Curiosa negazione vivente del principio di non-contraddizione che vorrebbe inconciliabile il gridare al regime e alla censura da ogni tribuna pubblica disponibile nel Paese (dalla prima pagina di Repubblica all’ultima dell’Espresso, dal palco della Milanesiana alla lectio magistralis del Salone del libro di Torino), Umberto Eco continua a urlare che la democrazia è in pericolo da 15 anni, senza peraltro che nessuno glielo abbia mai impedito. Essendo infatti in democrazia.

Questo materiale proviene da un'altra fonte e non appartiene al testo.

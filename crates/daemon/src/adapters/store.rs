// SPDX-License-Identifier: MIT

//! Persisted daemon state: string-keyed settings surviving restarts
//! (`deployment`, `genesis`, `app`, `period`, `ttl-factor`, `configsTar`,
//! `etcTar`, ...).

use parking_lot::Mutex;
use serde_json::{Map, Value};
use std::path::PathBuf;
use tracing::{error, warn};

/// Key/value store collaborator. Saves report success as a bool rather than
/// an error; callers log and move on.
pub trait StateStore: Send + Sync {
    fn save(&self, key: &str, value: Value) -> bool;
    fn get(&self, key: &str) -> Option<Value>;

    /// Deployment name this node's configs came from, empty when unknown.
    fn deployment_name(&self) -> String {
        self.get("deployment")
            .and_then(|v| v.as_str().map(str::to_string))
            .unwrap_or_default()
    }

    /// Whether this node is part of the genesis deployment. Defaults to
    /// true: genesis nodes ship installed, bootstrapped nodes get the flag
    /// set explicitly.
    fn is_genesis(&self) -> bool {
        self.get("genesis").and_then(|v| v.as_bool()).unwrap_or(true)
    }
}

/// JSON-file-backed store.
pub struct JsonStateStore {
    path: PathBuf,
    cache: Mutex<Map<String, Value>>,
}

impl JsonStateStore {
    pub fn open(path: PathBuf) -> Self {
        let cache = match std::fs::read_to_string(&path) {
            Ok(contents) => match serde_json::from_str::<Map<String, Value>>(&contents) {
                Ok(map) => map,
                Err(e) => {
                    warn!(path = %path.display(), error = %e, "state file unreadable, starting empty");
                    Map::new()
                }
            },
            Err(_) => Map::new(),
        };
        Self { path, cache: Mutex::new(cache) }
    }

    fn flush(&self, map: &Map<String, Value>) -> std::io::Result<()> {
        if let Some(parent) = self.path.parent() {
            std::fs::create_dir_all(parent)?;
        }
        let contents = serde_json::to_string_pretty(map).map_err(std::io::Error::other)?;
        std::fs::write(&self.path, contents)
    }
}

impl StateStore for JsonStateStore {
    fn save(&self, key: &str, value: Value) -> bool {
        let mut map = self.cache.lock();
        map.insert(key.to_string(), value);
        match self.flush(&map) {
            Ok(()) => true,
            Err(e) => {
                error!(key, error = %e, "failed to persist daemon state");
                false
            }
        }
    }

    fn get(&self, key: &str) -> Option<Value> {
        self.cache.lock().get(key).cloned()
    }
}

#[cfg(test)]
#[path = "store_tests.rs"]
mod tests;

Ha denunciato più volte la deriva illiberale del governo Berlusconi; ha aderito a tutti i gruppi e le manifestazioni «No Cav» che si sono succeduti in Italia da Pacho Pardi al popolo Viola; è arrivato, anni fa, a proporre di boicottare i prodotti pubblicizzati sulle reti Mediaset; ha dichiarato - nell’aprile 2008, in piena campagna elettorale - che il futuro dell’Italia dipendeva «dal fatto che muoiano una decina di persone che sono ormai molto grandi; è un fatto biologico»; ha denunciato in ogni suo possibile scritto il letale «populismo mediatico» dell’imprenditore-politico Silvio Berlusconi (smentendo l’assunto, confermato da qualche decina di elezioni regionali, politiche, europee che per gli italiani il conflitto di interessi è un non problema); e ha minacciato a ogni tornata elettorale di lasciare l’Italia se il Cavaliere avesse vinto le elezioni.
E tutto ciò, sostenuto con una dialettica invidiabile ma anche con una monotonia e una debolezza argomentativa che non rendono giustizia alla sua intelligenza. Sarà anche il nostro scrittore più famoso nel mondo, però a volte ascoltarlo è davvero pesante. Forse è per questo che alla domanda del País: «Si considera rispettato in Italia?», il professor Eco ha risposto: «Non mi lanciano uova quando parlo... ma mi apprezzano molto di più in Francia, negli Stati Uniti o in Spagna».
Ci ha dato un’idea su come comportarci la prossima volta che finisce di parlare.